Commercial Loan Business During the second quarter, we put $29 million of capital to work in three separate commercial real estate loans. Our portfolio of commercial real estate loans consists of $71 million in loans on stabilized multifamily properties, central business district office buildings in major markets, necessity/grocery-anchored retail centers, and hotels with strong brands and operators. We continue to expect to originate in the range of $25 million to $50 million per quarter.

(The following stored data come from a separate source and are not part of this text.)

//! Configuration module

mod site;

pub use site::BlogConfig;
pub use site::HighlightConfig;
pub use site::ServerConfig;
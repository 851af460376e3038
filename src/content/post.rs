//! Post models

use percent_encoding::{utf8_percent_encode, AsciiSet, CONTROLS};
use serde::{Deserialize, Serialize};

use super::{Metadata, Slug};

/// Characters escaped when a slug becomes a URL path segment
const PATH_SEGMENT: &AsciiSet = &CONTROLS
    .add(b' ')
    .add(b'"')
    .add(b'#')
    .add(b'%')
    .add(b'/')
    .add(b'<')
    .add(b'>')
    .add(b'?')
    .add(b'`')
    .add(b'{')
    .add(b'}');

/// Page data for a single post
#[derive(Debug, Clone, PartialEq, Serialize, Deserialize)]
pub struct Post {
    /// Rendered HTML body
    pub content: String,

    /// Front-matter, exactly as written in the source file
    pub metadata: Metadata,
}

/// A post as it appears in the blog index
#[derive(Debug, Clone, PartialEq, Serialize)]
pub struct PostSummary {
    pub slug: Slug,

    /// URL path of the post page
    pub path: String,

    pub metadata: Metadata,

    /// Rendered text before the `<!-- more -->` marker
    #[serde(skip_serializing_if = "Option::is_none")]
    pub excerpt: Option<String>,
}

/// Everything rendered from one source file
#[derive(Debug, Clone, PartialEq)]
pub struct RenderedPost {
    pub post: Post,
    pub excerpt: Option<String>,
}

impl RenderedPost {
    pub fn summary(&self, slug: &Slug, root: &str, route: &str) -> PostSummary {
        PostSummary {
            slug: slug.clone(),
            path: post_path(root, route, slug),
            metadata: self.post.metadata.clone(),
            excerpt: self.excerpt.clone(),
        }
    }
}

/// URL path of a post: `<root><route>/<slug>`
pub fn post_path(root: &str, route: &str, slug: &Slug) -> String {
    let root = root.trim_end_matches('/');
    let route = route.trim_matches('/');
    let slug = utf8_percent_encode(slug.as_str(), PATH_SEGMENT);

    if route.is_empty() {
        format!("{}/{}", root, slug)
    } else {
        format!("{}/{}/{}", root, route, slug)
    }
}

Our portfolio has a weighted average maturity of over five years and an average unlevered yield of approximately 10.5%.


Summary of Results of Operations Net Income Our reported GAAP net income was $9 million ($0.11 per share) for the second quarter of 2011, as compared to $29 million ($0.35 per share) for the second quarter of 2010. We declared regular quarterly dividends of $0.25 per share for both the second quarter of 2011 and 2010.


Net Interest Income after Provision and Market Valuation Adjustments (MVA) Net interest income after provision and MVA was $17 million for the second quarter of 2011, as compared to $24 million for the second quarter of 2010, a decrease of $7 million. This decrease was primarily due to a decline in net interest income of $6 million at Other Consolidated Entities. The remaining $1 million decline was the net effect of a decline in provision for loan loss expense and an increase in negative market valuation adjustments.